Cinque anni dopo The Master (2012), Paul Thomas Anderson torna ancora agli anni Cinquanta e a un rapporto ossessivo tra due personaggi, in cui le dinamiche di figura forte e figura debole si vanno a interscambiare nel corso della narrazione. Reynolds Woodcock, uomo austero e severissimo ma anche capace di inattese fragilità infantili, è ancora succube del fantasma di una madre, le cui reliquie (una fotografia, una ciocca di capelli) porta sempre con sé: lui, che conosce alla perfezione la femminilità e i desideri di ogni donna, sembra poter fare a meno di una compagna nella vita, fino a quando non conosce Alma, modella, amante e addirittura “nuova madre” pronta a prendersi cura di lui e a scacciare gli spettri nascosti tra i fili degli abiti che Reynolds tesse quotidianamente. È infatti un film di fantasmi, Il filo nascosto, ma non sono soltanto quelli presenti a livello diegetico, ma anche quelli di una storia (del cinema) caratterizzata dal ricorso alla pellicola 35mm, capace di restituire atmosfere del tempo che fu e di ricordare film americani diretti da autori inglesi (molti i possibili rimandi a Rebecca – La prima moglie e Il sospetto di Alfred Hitchcock) o, allo stesso tempo, film inglesi di autori americani (Il servo e numerosi lavori successivi di Joseph Losey). Il californiano Paul Thomas Anderson ha firmato così il suo film più british, amalgamando la compostezza del cinema inglese con l’incisiva brutalità di Martin Scorsese (L’età dell’innocenza) e i caroselli visivi e giocosi di Max Ophüls (si veda la magnifica sequenza del Capodanno). Ma a svettare è comunque il tocco personalissimo di un autore (qui anche sceneggiatore e direttore della fotografia) che prosegue a scavare negli abissi dell’animo umano con una forza audiovisiva e drammaturgica impressionante, in grado di trattare tematiche complesse senza aver bisogno di alcun momento forzatamente intellettuale o di conversazioni che avrebbero gravato sulla godibilità dell’opera. Uno dei più grandi mélo di sempre. Incredibile performance di Daniel Day-Lewis, l'unico attore vivente che avrebbe potuto incarnare in maniera così straordinaria il tormentato, esigente e fanciullesco Woodcock.
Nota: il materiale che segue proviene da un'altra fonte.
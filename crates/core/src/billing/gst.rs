//! GST breakdowns for tax invoices and returns.
//!
//! Intra-state supplies carry CGST and SGST in equal halves; inter-state
//! supplies carry IGST only. Splitting never loses a paisa: the odd paisa of
//! an uneven split goes to CGST, so `cgst + sgst + igst == gst` always holds.

use std::collections::BTreeMap;

use agrobill_shared::types::{Money, RoundingMode};
use rust_decimal::{Decimal, RoundingStrategy};
use serde::{Deserialize, Serialize};

use super::line_item::{LineItem, to_money};

/// Whether the buyer is in the seller's state.
#[derive(Debug, Clone, Copy, PartialEq, Eq, Serialize, Deserialize)]
#[serde(rename_all = "snake_case")]
pub enum SupplyType {
    /// Same state: CGST + SGST.
    IntraState,
    /// Different states: IGST.
    InterState,
}

impl SupplyType {
    /// Decides the supply type from two state codes (e.g. the first two digits
    /// of each GSTIN). Comparison ignores case and surrounding whitespace.
    #[must_use]
    pub fn for_states(seller_state: &str, buyer_state: &str) -> Self {
        if seller_state.trim().eq_ignore_ascii_case(buyer_state.trim()) {
            Self::IntraState
        } else {
            Self::InterState
        }
    }
}

/// GST divided into its components.
#[derive(Debug, Clone, Copy, PartialEq, Eq, Serialize, Deserialize)]
#[serde(rename_all = "camelCase")]
pub struct GstSplit {
    /// Central GST.
    pub cgst: Money,
    /// State GST.
    pub sgst: Money,
    /// Integrated GST.
    pub igst: Money,
}

impl GstSplit {
    /// Sum of all components.
    #[must_use]
    pub fn total(&self) -> Money {
        self.cgst + self.sgst + self.igst
    }
}

/// Splits a GST amount by supply type.
#[must_use]
pub fn split_gst(gst: Money, supply: SupplyType) -> GstSplit {
    match supply {
        SupplyType::InterState => GstSplit {
            cgst: Money::ZERO,
            sgst: Money::ZERO,
            igst: gst,
        },
        SupplyType::IntraState => {
            let half = (gst.amount() / Decimal::TWO).round_dp_with_strategy(2, RoundingStrategy::ToZero);
            let sgst = to_money(half, RoundingMode::HalfUp);
            GstSplit {
                cgst: gst.saturating_sub(sgst),
                sgst,
                igst: Money::ZERO,
            }
        }
    }
}

/// Taxable value and GST collected at one rate.
#[derive(Debug, Clone, Copy, PartialEq, Eq, Serialize, Deserialize)]
#[serde(rename_all = "camelCase")]
pub struct GstRateSummary {
    /// GST rate as a percentage.
    pub rate: Decimal,
    /// Taxable value of all lines at this rate.
    pub taxable_amount: Money,
    /// GST on those lines.
    pub gst_amount: Money,
}

/// Groups lines by GST rate, lowest rate first.
///
/// Per-rate amounts are sums of the rounded per-line amounts, so the GST
/// column adds up to the order's `total_gst`.
#[must_use]
pub fn summarize_by_rate<'a, I>(items: I, mode: RoundingMode) -> Vec<GstRateSummary>
where
    I: IntoIterator<Item = &'a LineItem>,
{
    let mut by_rate: BTreeMap<Decimal, (Money, Money)> = BTreeMap::new();
    for item in items {
        let line = item.breakdown(mode);
        let entry = by_rate
            .entry(item.gst_rate().normalize())
            .or_insert((Money::ZERO, Money::ZERO));
        entry.0 += line.taxable_amount;
        entry.1 += line.gst_amount;
    }

    by_rate
        .into_iter()
        .map(|(rate, (taxable_amount, gst_amount))| GstRateSummary {
            rate,
            taxable_amount,
            gst_amount,
        })
        .collect()
}

#[cfg(test)]
mod tests {
    use super::*;
    use crate::billing::line_item::Quantity;
    use rust_decimal_macros::dec;

    fn money(value: Decimal) -> Money {
        Money::new(value).unwrap()
    }

    #[test]
    fn test_supply_type_for_states() {
        assert_eq!(SupplyType::for_states("27", "27"), SupplyType::IntraState);
        assert_eq!(SupplyType::for_states(" mh", "MH "), SupplyType::IntraState);
        assert_eq!(SupplyType::for_states("27", "29"), SupplyType::InterState);
    }

    #[test]
    fn test_even_intra_state_split() {
        let split = split_gst(money(dec!(85.00)), SupplyType::IntraState);
        assert_eq!(split.cgst.amount(), dec!(42.50));
        assert_eq!(split.sgst.amount(), dec!(42.50));
        assert!(split.igst.is_zero());
    }

    #[test]
    fn test_odd_paisa_goes_to_cgst() {
        let split = split_gst(money(dec!(294.85)), SupplyType::IntraState);
        assert_eq!(split.cgst.amount(), dec!(147.43));
        assert_eq!(split.sgst.amount(), dec!(147.42));
        assert_eq!(split.total().amount(), dec!(294.85));
    }

    #[test]
    fn test_inter_state_is_all_igst() {
        let split = split_gst(money(dec!(294.85)), SupplyType::InterState);
        assert!(split.cgst.is_zero());
        assert!(split.sgst.is_zero());
        assert_eq!(split.igst.amount(), dec!(294.85));
    }

    #[test]
    fn test_split_sum_invariant() {
        for paise in 0..500_i64 {
            let gst = money(Decimal::new(paise, 2));
            let split = split_gst(gst, SupplyType::IntraState);
            assert_eq!(split.total(), gst, "split lost a paisa for {gst}");
        }
    }

    #[test]
    fn test_summarize_by_rate() {
        let items = vec![
            LineItem::new(dec!(850), Quantity::Count(2), dec!(5)).unwrap(),
            LineItem::new(dec!(45.50), Quantity::Count(36), dec!(18)).unwrap(),
            LineItem::new(dec!(300), Quantity::Count(1), dec!(5.0)).unwrap(),
            LineItem::new(dec!(120), Quantity::Count(3), dec!(0)).unwrap(),
        ];
        let summary = summarize_by_rate(&items, RoundingMode::HalfUp);

        assert_eq!(summary.len(), 3);
        assert_eq!(summary[0].rate, dec!(0));
        assert_eq!(summary[0].taxable_amount.amount(), dec!(360.00));
        assert_eq!(summary[1].rate, dec!(5));
        assert_eq!(summary[1].taxable_amount.amount(), dec!(2000.00));
        assert_eq!(summary[1].gst_amount.amount(), dec!(100.00));
        assert_eq!(summary[2].rate, dec!(18));
        assert_eq!(summary[2].gst_amount.amount(), dec!(294.84));
    }

    #[test]
    fn test_summarize_empty() {
        assert!(summarize_by_rate(&[], RoundingMode::HalfUp).is_empty());
    }
}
1) Inside Out (Pete Docter, 2015)



Un caleidoscopio vorticante di colori, dove filosofia e psicanalisi, azione e sentimento, si mescolano miracolosamente, raggiungendo vette introspettive (ed è il caso di dirlo, visto che gran parte della pellicola è ambientata all'interno della mente umana) impensabili. Nella storia di Riley, undicenne alle prese con le prime avvisaglie della pre-adolescenza, c'è tutta la gioia intrisa di dolore della vita, meravigliosamente incarnata dalle simpaticissime allegorie delle emozioni umane, su cui spiccano l'infiammabile Rabbia e l'apatica Tristezza. Un vero e proprio trattato scientifico su quel meraviglioso mistero che è la mente, con incursioni geniali e visionarie all'interno dell'inconscio e del pensiero astratto (con un coltissimo rimando a Flatlandia) realizzato con una finezza estetica che non ha nulla da invidiare al più grande cinema d'autore. Ma non sono solo le emozioni e la loro inevitabile evoluzione a essere protagoniste del film, capolavoro assoluto della Disney Pixar: Inside Out è, infatti, uno straordinario omaggio alla forza dirompente del cinema (la sequenza della fabbrica dei sogni), unico mezzo artistico in grado di incarnare sullo schermo le evoluzioni della mente in tempo reale, proiettando visioni surreali, acrobazie inconsce e associazioni sinestetiche, in un tripudio vitale e animistico di sconvolgente bellezza. Tutto in questo film è reso alla perfezione: gli esilaranti intermezzi comici (con il parallelismo tra menti maschili e femminili orchestrato con schiacciante realismo), i passaggi avventurosi tra le isole della personalità, la nostalgia con cui vengono dipinti i ricordi, raffigurati come splendide perle dorate da custodire gelosamente, eppure per la maggior parte tragicamente destinati all'oblio. E il messaggio finale, che insegna come la Gioia non possa esistere senza la Tristezza, è di commovente, vibrante verità.